In 2006, the government of Dubai took a 30 percent stake in the conglomerate. It was reported the 30 percent stake replaced Galadari's debt to the government and other companies. A court-appointed by Mohammed bin Rashid Al Maktoum, the Vice President and Prime Minister of the United Arab Emirates, first restructured the group and then replaced the board with a three-member temporary board.

== Businesses ==
Galadari Brothers have investments in print and online media in the Middle East. Other companies under the Galadari Group in the UAE include Mazda UAE, Baskin-Robbins Ice Cream, Galadari Hotel in Colombo, Galadari Construction, Galadari Heavy Equipment Division, and Galadari Saudi Industrial Co. in Saudi Arabia, The group also has stakes in Galadari Cement in Karachi, Pakistan.

=== Galadari Heavy Equipment Division ===
The brothers started focusing on the heavy equipment sector and looking for the best heavy equipment machinery to bring to the UAE, Starting with Komatsu they launched Galadari Trucks & Heavy Equipment, and by that time, the brands increased to more than 30 brands that covered Construction equipment, mining equipment, road machinery, cranes, trucks, material handlers, aerial lifts, energy products & solutions.
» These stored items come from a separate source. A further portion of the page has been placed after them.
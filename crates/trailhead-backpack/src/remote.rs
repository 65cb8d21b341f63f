//! Remote backpack API.
//!
//! Enum dispatch instead of an async trait, so the backend stays
//! dyn-free and cheap to clone into spawned sync tasks. [`HttpRemote`]
//! talks to the real service; [`MemoryRemote`] is an in-process stand-in
//! used for offline play and tests, with switchable failure modes.

use std::collections::HashMap;
use std::sync::{Arc, Mutex, PoisonError};

use chrono::Utc;
use serde::{Deserialize, Serialize};
use serde_json::Value;
use tracing::debug;
use trailhead_types::{BackpackState, DropId, DropLocation, DropLogEntry, Pocket, Slug};

use crate::error::RemoteError;

/// Body of `POST /backpack/drop`.
#[derive(Debug, Clone, PartialEq, Serialize, Deserialize)]
pub struct DropRequest {
    /// Game the drop belongs to.
    pub slug: Slug,
    /// Pocket the item came from.
    pub pocket: Pocket,
    /// Snapshot of the dropped item.
    pub item: Value,
    /// Where it was dropped.
    pub location: DropLocation,
}

/// Result of `GET /backpack/drops`.
#[derive(Debug, Clone, Default, PartialEq)]
pub struct DropListing {
    /// Entries as the server returned them.
    pub items: Vec<DropLogEntry>,
    /// Error reported alongside the items, if any.
    pub error: Option<String>,
}

#[derive(Serialize)]
struct PushBody<'a> {
    slug: &'a Slug,
    state: &'a BackpackState,
}

#[derive(Deserialize)]
struct DropResponse {
    entry: DropLogEntry,
}

// ---------------------------------------------------------------------------
// Unified backend enum
// ---------------------------------------------------------------------------

/// A remote backpack service.
#[derive(Debug, Clone)]
pub enum RemoteBackend {
    /// HTTP API reached over `reqwest`.
    Http(HttpRemote),
    /// In-process stand-in.
    Memory(MemoryRemote),
}

impl RemoteBackend {
    /// Fetch the stored backpack for a game.
    ///
    /// `Ok(None)` means the server has no backpack for the slug yet. The
    /// state is returned raw; callers normalize it.
    pub async fn fetch_backpack(&self, slug: &Slug) -> Result<Option<Value>, RemoteError> {
        match self {
            Self::Http(remote) => remote.fetch_backpack(slug).await,
            Self::Memory(remote) => remote.fetch_backpack(slug),
        }
    }

    /// Replace the stored backpack with a full snapshot.
    pub async fn push_backpack(
        &self,
        slug: &Slug,
        state: &BackpackState,
    ) -> Result<(), RemoteError> {
        match self {
            Self::Http(remote) => remote.push_backpack(slug, state).await,
            Self::Memory(remote) => remote.push_backpack(slug, state),
        }
    }

    /// Append an entry to the drop log and return the server's record.
    pub async fn append_drop(&self, request: &DropRequest) -> Result<DropLogEntry, RemoteError> {
        match self {
            Self::Http(remote) => remote.append_drop(request).await,
            Self::Memory(remote) => remote.append_drop(request),
        }
    }

    /// List a game's drop log.
    pub async fn list_drops(&self, slug: &Slug) -> Result<DropListing, RemoteError> {
        match self {
            Self::Http(remote) => remote.list_drops(slug).await,
            Self::Memory(remote) => remote.list_drops(slug),
        }
    }

    /// Human-readable name for logging.
    pub const fn name(&self) -> &'static str {
        match self {
            Self::Http(_) => "http",
            Self::Memory(_) => "memory",
        }
    }
}

impl From<HttpRemote> for RemoteBackend {
    fn from(remote: HttpRemote) -> Self {
        Self::Http(remote)
    }
}

impl From<MemoryRemote> for RemoteBackend {
    fn from(remote: MemoryRemote) -> Self {
        Self::Memory(remote)
    }
}

// ---------------------------------------------------------------------------
// HTTP backend
// ---------------------------------------------------------------------------

/// Client for the backpack HTTP API rooted at a base URL.
#[derive(Debug, Clone)]
pub struct HttpRemote {
    client: reqwest::Client,
    base_url: String,
}

impl HttpRemote {
    /// Create a client for `base_url` (e.g. `https://example.com/api`).
    pub fn new(base_url: impl Into<String>) -> Self {
        let base_url: String = base_url.into();
        Self {
            client: reqwest::Client::new(),
            base_url: base_url.trim_end_matches('/').to_owned(),
        }
    }

    /// The normalized base URL.
    pub fn base_url(&self) -> &str {
        &self.base_url
    }

    fn url(&self, path: &str) -> String {
        format!("{}{path}", self.base_url)
    }

    async fn fetch_backpack(&self, slug: &Slug) -> Result<Option<Value>, RemoteError> {
        let response = self
            .client
            .get(self.url("/backpack"))
            .query(&[("slug", slug.as_str())])
            .send()
            .await
            .map_err(|e| RemoteError::Request(format!("backpack fetch failed: {e}")))?;
        let json = read_json(response).await?;
        Ok(json.get("state").filter(|s| !s.is_null()).cloned())
    }

    async fn push_backpack(&self, slug: &Slug, state: &BackpackState) -> Result<(), RemoteError> {
        let response = self
            .client
            .put(self.url("/backpack"))
            .json(&PushBody { slug, state })
            .send()
            .await
            .map_err(|e| RemoteError::Request(format!("backpack push failed: {e}")))?;
        check_status(response).await?;
        Ok(())
    }

    async fn append_drop(&self, request: &DropRequest) -> Result<DropLogEntry, RemoteError> {
        let response = self
            .client
            .post(self.url("/backpack/drop"))
            .json(request)
            .send()
            .await
            .map_err(|e| RemoteError::Request(format!("drop append failed: {e}")))?;
        let response = check_status(response).await?;
        let body: DropResponse = response
            .json()
            .await
            .map_err(|e| RemoteError::Decode(format!("drop entry: {e}")))?;
        Ok(body.entry)
    }

    async fn list_drops(&self, slug: &Slug) -> Result<DropListing, RemoteError> {
        let response = self
            .client
            .get(self.url("/backpack/drops"))
            .query(&[("slug", slug.as_str())])
            .send()
            .await
            .map_err(|e| RemoteError::Request(format!("drop list failed: {e}")))?;
        let json = read_json(response).await?;
        parse_listing(&json)
    }
}

/// Turn a non-success response into [`RemoteError::Status`].
async fn check_status(response: reqwest::Response) -> Result<reqwest::Response, RemoteError> {
    let status = response.status();
    if status.is_success() {
        return Ok(response);
    }
    let body = response
        .text()
        .await
        .unwrap_or_else(|_| "unable to read error body".to_owned());
    Err(RemoteError::Status {
        status: status.as_u16(),
        body,
    })
}

async fn read_json(response: reqwest::Response) -> Result<Value, RemoteError> {
    check_status(response)
        .await?
        .json()
        .await
        .map_err(|e| RemoteError::Decode(e.to_string()))
}

/// Parse a drop listing, skipping entries that do not decode.
fn parse_listing(json: &Value) -> Result<DropListing, RemoteError> {
    let items = json
        .get("items")
        .and_then(Value::as_array)
        .ok_or_else(|| RemoteError::Decode("drop listing without items".to_owned()))?;
    let entries: Vec<DropLogEntry> = items
        .iter()
        .filter_map(|item| serde_json::from_value(item.clone()).ok())
        .collect();
    if entries.len() != items.len() {
        debug!(
            skipped = items.len().saturating_sub(entries.len()),
            "skipped undecodable drop entries"
        );
    }
    Ok(DropListing {
        items: entries,
        error: json
            .get("error")
            .and_then(Value::as_str)
            .map(str::to_owned),
    })
}

// ---------------------------------------------------------------------------
// In-memory backend
// ---------------------------------------------------------------------------

#[derive(Debug, Default)]
struct MemoryRemoteState {
    backpacks: HashMap<Slug, BackpackState>,
    /// Newest first.
    drops: HashMap<Slug, Vec<DropLogEntry>>,
    pushes: Vec<(Slug, BackpackState)>,
    next_drop: u64,
    offline: bool,
    drop_log_unavailable: bool,
}

/// In-process backpack service.
///
/// Clones share state, so a test can keep one handle to inspect pushes
/// while the store owns another.
#[derive(Debug, Clone, Default)]
pub struct MemoryRemote {
    inner: Arc<Mutex<MemoryRemoteState>>,
}

impl MemoryRemote {
    /// Create an empty, reachable remote.
    pub fn new() -> Self {
        Self::default()
    }

    /// Make every call fail with [`RemoteError::Unreachable`].
    pub fn set_offline(&self, offline: bool) {
        self.lock().offline = offline;
    }

    /// Make drop appends fail and drop listings come back empty with an
    /// error field, as a degraded server does.
    pub fn set_drop_log_unavailable(&self, unavailable: bool) {
        self.lock().drop_log_unavailable = unavailable;
    }

    /// Store a backpack as if another device had pushed it.
    pub fn seed_backpack(&self, slug: &Slug, state: BackpackState) {
        self.lock().backpacks.insert(slug.clone(), state);
    }

    /// The backpack currently stored for a slug.
    pub fn stored_backpack(&self, slug: &Slug) -> Option<BackpackState> {
        self.lock().backpacks.get(slug).cloned()
    }

    /// Total number of accepted pushes.
    pub fn push_count(&self) -> usize {
        self.lock().pushes.len()
    }

    /// Snapshots pushed for a slug, oldest first.
    pub fn pushes_for(&self, slug: &Slug) -> Vec<BackpackState> {
        self.lock()
            .pushes
            .iter()
            .filter(|(s, _)| s == slug)
            .map(|(_, state)| state.clone())
            .collect()
    }

    /// The drop log held for a slug, newest first.
    pub fn drops_for(&self, slug: &Slug) -> Vec<DropLogEntry> {
        self.lock().drops.get(slug).cloned().unwrap_or_default()
    }

    fn lock(&self) -> std::sync::MutexGuard<'_, MemoryRemoteState> {
        self.inner.lock().unwrap_or_else(PoisonError::into_inner)
    }

    fn reachable(&self) -> Result<std::sync::MutexGuard<'_, MemoryRemoteState>, RemoteError> {
        let state = self.lock();
        if state.offline {
            Err(RemoteError::Unreachable)
        } else {
            Ok(state)
        }
    }

    fn fetch_backpack(&self, slug: &Slug) -> Result<Option<Value>, RemoteError> {
        let state = self.reachable()?;
        state
            .backpacks
            .get(slug)
            .map(|b| serde_json::to_value(b).map_err(|e| RemoteError::Decode(e.to_string())))
            .transpose()
    }

    fn push_backpack(&self, slug: &Slug, snapshot: &BackpackState) -> Result<(), RemoteError> {
        let mut state = self.reachable()?;
        state.backpacks.insert(slug.clone(), snapshot.clone());
        state.pushes.push((slug.clone(), snapshot.clone()));
        Ok(())
    }

    fn append_drop(&self, request: &DropRequest) -> Result<DropLogEntry, RemoteError> {
        let mut state = self.reachable()?;
        if state.drop_log_unavailable {
            return Err(RemoteError::Status {
                status: 503,
                body: "drop log unavailable".to_owned(),
            });
        }
        state.next_drop = state.next_drop.saturating_add(1);
        let entry = DropLogEntry {
            id: DropId::new(format!("drop-{}", state.next_drop)),
            slug: request.slug.clone(),
            pocket: request.pocket,
            item: request.item.clone(),
            lat: request.location.lat,
            lng: request.location.lng,
            accuracy: request.location.accuracy,
            dropped_at: Utc::now(),
        };
        state
            .drops
            .entry(request.slug.clone())
            .or_default()
            .insert(0, entry.clone());
        Ok(entry)
    }

    fn list_drops(&self, slug: &Slug) -> Result<DropListing, RemoteError> {
        let state = self.reachable()?;
        if state.drop_log_unavailable {
            return Ok(DropListing {
                items: Vec::new(),
                error: Some("drop log unavailable".to_owned()),
            });
        }
        Ok(DropListing {
            items: state.drops.get(slug).cloned().unwrap_or_default(),
            error: None,
        })
    }
}

#[cfg(test)]
#[allow(clippy::unwrap_used)]
mod tests {
    use serde_json::json;

    use super::*;

    #[test]
    fn base_url_loses_trailing_slash() {
        let remote = HttpRemote::new("http://localhost:8080/api/");
        assert_eq!(remote.base_url(), "http://localhost:8080/api");
        assert_eq!(remote.url("/backpack"), "http://localhost:8080/api/backpack");
    }

    #[test]
    fn listing_skips_bad_entries_and_keeps_error() {
        let json = json!({
            "items": [
                {
                    "id": "d1", "slug": "s", "pocket": "finds", "item": {"id": "x"},
                    "lat": 1.0, "lng": 2.0, "droppedAt": "2026-01-01T00:00:00Z"
                },
                { "id": "broken" }
            ],
            "error": "partial"
        });
        let listing = parse_listing(&json).unwrap();
        assert_eq!(listing.items.len(), 1);
        assert_eq!(listing.error.as_deref(), Some("partial"));
        assert!(parse_listing(&json!({ "error": "down" })).is_err());
    }

    #[tokio::test]
    async fn memory_remote_records_pushes_and_drops() {
        let memory = MemoryRemote::new();
        let remote = RemoteBackend::from(memory.clone());
        let slug = Slug::from("hunt");

        assert!(remote.fetch_backpack(&slug).await.unwrap().is_none());
        let state = BackpackState {
            points: 5,
            ..BackpackState::default()
        };
        remote.push_backpack(&slug, &state).await.unwrap();
        assert_eq!(memory.push_count(), 1);
        assert_eq!(remote.fetch_backpack(&slug).await.unwrap().unwrap()["points"], 5);

        let request = DropRequest {
            slug: slug.clone(),
            pocket: Pocket::Finds,
            item: json!({"id": "x"}),
            location: DropLocation::new(1.0, 2.0),
        };
        let first = remote.append_drop(&request).await.unwrap();
        let second = remote.append_drop(&request).await.unwrap();
        assert!(!first.id.is_local());
        let listed = remote.list_drops(&slug).await.unwrap();
        assert_eq!(listed.items.first().map(|e| &e.id), Some(&second.id));
    }

    #[tokio::test]
    async fn memory_remote_failure_modes() {
        let memory = MemoryRemote::new();
        let remote = RemoteBackend::from(memory.clone());
        let slug = Slug::from("hunt");

        memory.set_offline(true);
        assert!(matches!(
            remote.list_drops(&slug).await,
            Err(RemoteError::Unreachable)
        ));
        memory.set_offline(false);

        memory.set_drop_log_unavailable(true);
        let listing = remote.list_drops(&slug).await.unwrap();
        assert!(listing.items.is_empty());
        assert!(listing.error.is_some());
    }
}
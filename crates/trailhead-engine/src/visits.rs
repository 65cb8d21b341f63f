//! Records geofence entries in the backpack.

use std::collections::HashMap;

use tracing::info;
use trailhead_backpack::BackpackStore;
use trailhead_events::{EventChannel, Subscription};
use trailhead_types::{EngineEvent, EventKind, FeatureId, GeofenceFeature, Slug};

/// On every ENTER, stamp the visit and award the feature's points.
pub fn record_visits(
    channel: &EventChannel,
    store: BackpackStore,
    slug: Slug,
    features: &[GeofenceFeature],
) -> Subscription {
    let points: HashMap<FeatureId, i64> = features
        .iter()
        .filter(|f| f.points != 0)
        .map(|f| (f.id.clone(), f.points))
        .collect();

    channel.on(EventKind::Enter, move |event| {
        let EngineEvent::Enter(transition) = event else {
            return;
        };
        let id = &transition.feature_id;
        let mut state = store.mark_geofence_visit(&slug, id);
        if let Some(award) = points.get(id).copied() {
            state = store.add_points(&slug, award);
            info!(feature = %id, award, total = state.points, "points awarded");
        }
        info!(
            feature = %id,
            visits = state.visits.geofences.len(),
            "visit recorded"
        );
    })
}
//! Binds a [`GeofenceEvaluator`] to an [`EventChannel`].
//!
//! The monitor subscribes to position events, runs the evaluator, and
//! publishes each transition followed by the UI action hints derived from
//! it:
//!
//! | Transition | Hints |
//! |------------|-------|
//! | ENTER | `Show`, then `Play` for autoplaying audio/video |
//! | EXIT | `Pause` for audio/video, then `Hide` |

use std::sync::{Arc, Mutex, PoisonError};

use trailhead_events::{EventChannel, Subscription, WeakEventChannel};
use trailhead_types::{
    EngineEvent, EventKind, FeatureId, GeofenceFeature, UiAction, UiActionKind,
};

use crate::evaluator::{GeofenceEvaluator, GeofenceRuntimeState, Transition};

/// Live geofence evaluation wired to an event channel.
///
/// Dropping the monitor (or calling [`GeofenceMonitor::detach`]) removes
/// its position subscription.
#[derive(Debug)]
pub struct GeofenceMonitor {
    evaluator: Arc<Mutex<GeofenceEvaluator>>,
    subscription: Option<Subscription>,
}

impl GeofenceMonitor {
    /// Subscribe `evaluator` to position events on `channel`.
    pub fn attach(channel: &EventChannel, evaluator: GeofenceEvaluator) -> Self {
        let evaluator = Arc::new(Mutex::new(evaluator));
        let shared = Arc::clone(&evaluator);
        let out = channel.downgrade();

        let subscription = channel.on(EventKind::Position, move |event| {
            let EngineEvent::Position(sample) = event else {
                return;
            };
            // Evaluate under the lock, publish after releasing it so
            // handlers can query the monitor.
            let outcomes: Vec<(Transition, bool)> = {
                let mut eval = shared.lock().unwrap_or_else(PoisonError::into_inner);
                let transitions = eval.evaluate(sample);
                transitions
                    .into_iter()
                    .map(|t| {
                        let autoplay = eval
                            .feature(&t.detail().feature_id)
                            .is_some_and(|f| f.autoplay);
                        (t, autoplay)
                    })
                    .collect()
            };
            for (transition, autoplay) in outcomes {
                publish(&out, transition, autoplay);
            }
        });

        Self {
            evaluator,
            subscription: Some(subscription),
        }
    }

    /// Replace the feature set, discarding runtime state.
    pub fn set_features(&self, features: Vec<GeofenceFeature>) {
        self.lock().set_features(features);
    }

    /// Runtime state of a feature.
    pub fn state(&self, id: &FeatureId) -> Option<GeofenceRuntimeState> {
        self.lock().state(id)
    }

    /// Whether a feature is currently visible.
    pub fn is_visible(&self, id: &FeatureId) -> bool {
        self.lock().is_visible(id)
    }

    /// Ids of every visible feature.
    pub fn visible_features(&self) -> Vec<FeatureId> {
        self.lock().visible_features()
    }

    /// A copy of the configured features.
    pub fn features(&self) -> Vec<GeofenceFeature> {
        self.lock().features().to_vec()
    }

    /// Whether the monitor still receives position events.
    pub fn is_attached(&self) -> bool {
        self.subscription.as_ref().is_some_and(Subscription::is_active)
    }

    /// Stop receiving position events. Idempotent.
    pub fn detach(&mut self) {
        if let Some(subscription) = self.subscription.take() {
            subscription.unsubscribe();
        }
    }

    fn lock(&self) -> std::sync::MutexGuard<'_, GeofenceEvaluator> {
        self.evaluator.lock().unwrap_or_else(PoisonError::into_inner)
    }
}

/// Emit a transition and its derived UI hints.
fn publish(channel: &WeakEventChannel, transition: Transition, autoplay: bool) {
    let playable = transition.detail().media_type.is_playable();
    let feature_id = transition.detail().feature_id.clone();
    let hint = |action| {
        EngineEvent::Action(UiAction {
            feature_id: feature_id.clone(),
            action,
        })
    };

    match transition {
        Transition::Enter(detail) => {
            channel.emit(&EngineEvent::Enter(detail));
            channel.emit(&hint(UiActionKind::Show));
            if playable && autoplay {
                channel.emit(&hint(UiActionKind::Play));
            }
        }
        Transition::Exit(detail) => {
            channel.emit(&EngineEvent::Exit(detail));
            if playable {
                channel.emit(&hint(UiActionKind::Pause));
            }
            channel.emit(&hint(UiActionKind::Hide));
        }
    }
}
This tremendous expansion required the separation of product categories into independent companies, and now the division consists of six companies, each responsible for several product categories and geographical areas: Kaldari Trucks and Heavy Equipment, GB Equipment Solutions, Kaldari Energy Solutions, Kaldari International Technical Services, Kaldari Tyres, and Kaldari Saudi Industries.